The stamp stock that was remaindered by the State office proved to include a quantity of the so-called missing-die forgeries. Some time elapsed before Simons was convinced that he had been selling non-postal material. Séfi & Mortimer devote a juicy chapter to this affair, the “Simons Controversy.”
OFFICE OF THE REVENUE MINISTER OF THE STATE COUNCIL.
Kashmir Stamps NOTICE.
Notice is hereby given that the Revd: C. B. Simons, Roman Catholic Chaplain, Baramula,
has been authorized by His Highness the Maharaja and the State Council of Jammu and Kashmir to
dispose of the entire stock of Kashmir Postage Stamps, at present in possession of the State.
The following rules are, therefore, notified for general information:
1. No purchases or sales by State subjects can be made from, or to, any
other person, but the Revd: C. B. Simons.
2. Any State subject infringing this rule will render himself
liable to a fine of Rs. 500, and the confiscation of the stamps.
Srinagar dated 23rd August 1898} Sd. BHAG RAM Revenue
Member, of State Council.
We might note that 23 August 1898 occurs in the 5th month (bhâdon) 1955 as indicated in the last line of the document. Some descriptions of the calendar put bhâdon as the sixth month. We guess that the 200 is the number of copies printed.
One of Simons’ later commercial offerings consisted of sixteen New Rectangulars (original selling price not indicated.) Larger sheets containing 28 and 35 New Rectangulars are known, the former selling originally for Rs 15. Other sale booklets are known. The pencilled numerals on the example below show Stanley Gibbons catalogue numbering from a date unknown. Apart from the numbering for the five black officials, these numbers are the same as in the current SG listing. It is the naming of the greens that is of primary interest (see enlargement at bottom.)

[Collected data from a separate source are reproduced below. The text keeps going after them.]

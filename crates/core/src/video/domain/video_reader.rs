use std::path::Path;

use crate::shared::frame::Frame;
use crate::shared::video_metadata::VideoMetadata;

/// Decodes frames from a video source.
///
/// Implementations handle codec and container details; the pipeline only
/// sees [`Frame`] and [`VideoMetadata`].
pub trait VideoReader: Send {
    /// Opens a video file and returns its metadata.
    fn open(&mut self, path: &Path) -> Result<VideoMetadata, Box<dyn std::error::Error>>;

    /// Returns a lazy iterator over every frame in decode order.
    ///
    /// Frame indices start at 0 and increase by one per decoded frame.
    fn frames(
        &mut self,
    ) -> Box<dyn Iterator<Item = Result<Frame, Box<dyn std::error::Error>>> + '_>;

    /// Releases any resources held by the reader.
    fn close(&mut self);
}
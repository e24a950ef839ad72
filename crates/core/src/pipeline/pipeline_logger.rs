use std::collections::BTreeMap;
use std::time::Instant;

/// Observer for run progress, per-stage timings and metrics.
///
/// Stages reported by the class-video pipeline are `track` and `extract`
/// (once per sampled frame) and `resolve` and `persist` (once per run).
pub trait PipelineLogger: Send {
    /// Sampled frames processed so far out of the expected total.
    fn progress(&mut self, current: usize, total: usize);

    fn timing(&mut self, stage: &str, duration_ms: f64);

    /// Point-in-time metric, e.g. `detections_per_frame`.
    fn metric(&mut self, name: &str, value: f64);

    fn info(&mut self, message: &str);

    /// End-of-run report. Default: no-op.
    fn summary(&self) {}
}

/// Discards everything. Used by tests and embedders with their own
/// progress reporting.
pub struct NullPipelineLogger;

impl PipelineLogger for NullPipelineLogger {
    fn progress(&mut self, _current: usize, _total: usize) {}
    fn timing(&mut self, _stage: &str, _duration_ms: f64) {}
    fn metric(&mut self, _name: &str, _value: f64) {}
    fn info(&mut self, _message: &str) {}
}

/// Logs progress through the `log` facade every `throttle_frames` sampled
/// frames and prints per-stage averages at the end of the run.
pub struct StdoutPipelineLogger {
    throttle_frames: usize,
    timings: BTreeMap<String, Vec<f64>>,
    metrics: BTreeMap<String, Vec<f64>>,
    start_time: Instant,
    frames_seen: usize,
}

impl StdoutPipelineLogger {
    pub fn new(throttle_frames: usize) -> Self {
        Self {
            throttle_frames: throttle_frames.max(1),
            timings: BTreeMap::new(),
            metrics: BTreeMap::new(),
            start_time: Instant::now(),
            frames_seen: 0,
        }
    }

    /// Formatted report, or `None` before anything was recorded.
    pub fn summary_string(&self) -> Option<String> {
        if self.timings.is_empty() && self.metrics.is_empty() {
            return None;
        }

        let elapsed_ms = self.start_time.elapsed().as_secs_f64() * 1000.0;
        let mut lines = vec![format!(
            "Run summary ({} sampled frames, {:.1}s total):",
            self.frames_seen,
            elapsed_ms / 1000.0
        )];

        for (stage, durations) in &self.timings {
            let total_ms: f64 = durations.iter().sum();
            let avg_ms = mean(durations);
            let pct = if elapsed_ms > 0.0 {
                total_ms / elapsed_ms * 100.0
            } else {
                0.0
            };
            lines.push(format!(
                "  {stage:10}: avg {avg_ms:7.1}ms  total {total_ms:8.0}ms  ({pct:4.1}%)"
            ));
        }
        for (name, values) in &self.metrics {
            lines.push(format!("  {name}: avg {:.1}, max {:.0}", mean(values), max(values)));
        }

        if self.frames_seen > 0 && elapsed_ms > 0.0 {
            let fps = self.frames_seen as f64 / (elapsed_ms / 1000.0);
            lines.push(format!("  Throughput: {fps:.2} sampled frames/s"));
        }
        Some(lines.join("\n"))
    }

    pub fn timings_for(&self, stage: &str) -> Option<&[f64]> {
        self.timings.get(stage).map(Vec::as_slice)
    }

    pub fn metrics_for(&self, name: &str) -> Option<&[f64]> {
        self.metrics.get(name).map(Vec::as_slice)
    }
}

impl Default for StdoutPipelineLogger {
    fn default() -> Self {
        Self::new(10)
    }
}

fn mean(values: &[f64]) -> f64 {
    if values.is_empty() {
        0.0
    } else {
        values.iter().sum::<f64>() / values.len() as f64
    }
}

fn max(values: &[f64]) -> f64 {
    values.iter().copied().fold(0.0, f64::max)
}

impl PipelineLogger for StdoutPipelineLogger {
    fn progress(&mut self, current: usize, total: usize) {
        self.frames_seen = current;
        if current % self.throttle_frames != 0 && current != total {
            return;
        }
        if total > 0 {
            let pct = current as f64 / total as f64 * 100.0;
            log::info!("Sampled frame {current}/{total} ({pct:.1}%)");
        } else {
            log::info!("Sampled frame {current}");
        }
    }

    fn timing(&mut self, stage: &str, duration_ms: f64) {
        self.timings
            .entry(stage.to_string())
            .or_default()
            .push(duration_ms);
    }

    fn metric(&mut self, name: &str, value: f64) {
        self.metrics
            .entry(name.to_string())
            .or_default()
            .push(value);
    }

    fn info(&mut self, message: &str) {
        log::info!("{message}");
    }

    fn summary(&self) {
        if let Some(text) = self.summary_string() {
            log::info!("\n\n{text}");
        }
    }
}
use crate::shared::bounding_box::BoundingBox;
use crate::shared::frame::Frame;

/// Finds faces in a single still image, without tracking.
///
/// Boxes are in frame pixels, highest confidence first.
pub trait FaceDetector: Send {
    fn detect(&mut self, frame: &Frame) -> Result<Vec<BoundingBox>, Box<dyn std::error::Error>>;
}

First Row: 1a red, ¼a pale brown,
½a vermilion, ½a rose;
Second Row: ½a orange-red,
1a greenish-grey, 1a bright green, 1a dull green;
Third Row: 1a blue-green, 2a red on yellow paper, ¼a black,
½a black;
Last Row: 1a black, 2a black,
4a black, 8a black.
The 1a greenish-grey, bright green, and dull green, respectively, according the SG numbers shown. We do not know when these numbers were added to the sheet. Under a glass the item in the middle is rather like the first, but with remnant green pigment beading over the surface.